In sessions, I often hear the need to be supported expressed by clients. Understandably so, the current literature highlights the importance of social support as fundamental when we are faced with challenging and stressful moments in our lives. Social support plays a monumental role in creating, maintaining, and promoting health. In fact, we know from the literature that it is a protective factor against several physical and psychological health problems. One hypothesis suggests that when we perceive that we have adequate social support, there is a decrease in the importance we actually attribute to the stressful event in the first place, which in turn would limit a maladaptive emotional response that could follow. So, in a sense social support may act as a buffer between the stressful situation and our possible maladaptive emotional, physiological, and behavioural responses, which might lead to the onset of an illness (2). Conversely, a link has been established between fewer social support resources and increased morbidity (5), depression (4), anxiety (9), and cardiovascular disease (1) has been demonstrated in the literature.

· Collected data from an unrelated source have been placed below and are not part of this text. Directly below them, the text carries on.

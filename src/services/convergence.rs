//! Convergence decision for the self-consistency loop.

use crate::domain::models::{ConvergenceConfig, HubbardParameterSet, LoopDecision};

/// Result of comparing one iteration's input and output.
#[derive(Debug, Clone, Copy, PartialEq)]
pub struct ConvergenceCheck {
    pub max_delta: f64,
    pub decision: LoopDecision,
}

/// Strictly below the tolerance. A delta equal to the tolerance is not converged.
pub fn is_converged(max_delta: f64, tolerance: f64) -> bool {
    max_delta < tolerance
}

/// Decide what follows iteration `iteration` (0-based within its cycle).
///
/// The counter is incremented after every unconverged iteration; reaching
/// `max_iterations` ends the cycle without convergence.
pub fn decide(
    input: &HubbardParameterSet,
    output: &HubbardParameterSet,
    iteration: u32,
    config: &ConvergenceConfig,
) -> ConvergenceCheck {
    let max_delta = input.max_abs_delta(output);
    let decision = if is_converged(max_delta, config.tolerance) {
        LoopDecision::Converged
    } else if iteration + 1 >= config.max_iterations {
        LoopDecision::MaxIterationsExceeded
    } else {
        LoopDecision::Continue
    };
    ConvergenceCheck {
        max_delta,
        decision,
    }
}

#[cfg(test)]
mod tests {
    use super::*;
    use crate::domain::models::HubbardKey;

    fn set(values: &[f64]) -> HubbardParameterSet {
        HubbardParameterSet::from_entries(
            values
                .iter()
                .enumerate()
                .map(|(i, v)| (HubbardKey::on_site(i, "3d"), *v)),
        )
        .unwrap()
    }

    fn config(tolerance: f64, max_iterations: u32) -> ConvergenceConfig {
        ConvergenceConfig {
            tolerance,
            max_iterations,
        }
    }

    #[test]
    fn test_delta_equal_to_tolerance_is_not_converged() {
        // 0.5 and 0.25 are exact in binary, so the delta is exactly 0.25.
        let check = decide(&set(&[1.0, 0.5]), &set(&[1.0, 0.75]), 0, &config(0.25, 10));
        assert_eq!(check.max_delta, 0.25);
        assert_eq!(check.decision, LoopDecision::Continue);
    }

    #[test]
    fn test_delta_below_tolerance_converges() {
        let check = decide(&set(&[1.0, 0.5]), &set(&[1.0, 0.625]), 0, &config(0.25, 10));
        assert_eq!(check.decision, LoopDecision::Converged);
    }

    #[test]
    fn test_max_iterations_reached() {
        let c = config(0.01, 3);
        assert_eq!(decide(&set(&[0.0]), &set(&[1.0]), 1, &c).decision, LoopDecision::Continue);
        assert_eq!(
            decide(&set(&[0.0]), &set(&[1.0]), 2, &c).decision,
            LoopDecision::MaxIterationsExceeded
        );
    }

    #[test]
    fn test_convergence_wins_on_last_iteration() {
        let check = decide(&set(&[1.0]), &set(&[1.0]), 2, &config(0.01, 3));
        assert_eq!(check.decision, LoopDecision::Converged);
    }

    #[test]
    fn test_two_site_example() {
        let check = decide(&set(&[2.0, 2.0]), &set(&[2.05, 1.98]), 1, &config(0.1, 10));
        assert!((check.max_delta - 0.05).abs() < 1e-12);
        assert_eq!(check.decision, LoopDecision::Converged);
    }
}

With the on-going global pandemic and the sanitary measures that were implemented, it is no surprise that…. well, we have all spent some time in isolation. We have gone on for extended periods separated from family, friends, loved ones, not to mention without the distractions of our regular activities, hobbies and travel…and that only scratches the surface! Friends and family are often considered part of a person’s social network and have essential qualities like being available, trustworthy, and reliable (3). Isolation impacts everyone differently – for some it has been devastating while others have sought solace in online forms of communication in lieu of in person interactions. Perceived social support has actually been shown to be protective against COVID-19 Anxiety (9).

The What

What is social support anyways?

“A well-intentioned action that is given willingly to a person with whom there is a personal relationship and that produces an immediate or delayed positive response in the recipient” (6, p. 313)

We can break it down even further – here are some of the most common types of social support:

Emotional support – This often takes the form of listening, communicating, offering words of encouragement (3). Emotional support is about empathy, knowing there is someone there to listen and care for you when are having a hard time and need a shoulder to cry on.

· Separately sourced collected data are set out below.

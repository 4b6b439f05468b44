//! hubbard-scf CLI entry point.

use clap::Parser;

use hubbard_scf::cli::{handle_error, load_config, Cli, Commands};
use hubbard_scf::infrastructure::logging::{LogConfig, LoggerImpl};

#[tokio::main]
async fn main() {
    let cli = Cli::parse();

    let config = match load_config(cli.config.as_deref()) {
        Ok(config) => config,
        Err(err) => handle_error(err, cli.json),
    };

    let _logger = match LoggerImpl::init(&LogConfig::from(&config.logging)) {
        Ok(logger) => logger,
        Err(err) => handle_error(err, cli.json),
    };

    let result = match cli.command {
        Commands::Run(args) => hubbard_scf::cli::commands::run::execute(args, config, cli.json).await,
        Commands::History(args) => {
            hubbard_scf::cli::commands::history::execute(args, config, cli.json).await
        }
        Commands::Config(args) => hubbard_scf::cli::commands::config::execute(args, config, cli.json),
    };

    if let Err(err) = result {
        handle_error(err, cli.json);
    }
}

Instrumental support – This consists of offering tangible goods or help to another person, like providing food, transportation, money, shelter, or even a hot meal for example (8).

Informational support – This can be seen as guidance, advice, information, and/or mentoring.

Esteem support – Here, we are typically looking for validation of one’s perspective or opinion. Esteem support helps with the promotion of one’s sense of self, skills, and abilities (7). 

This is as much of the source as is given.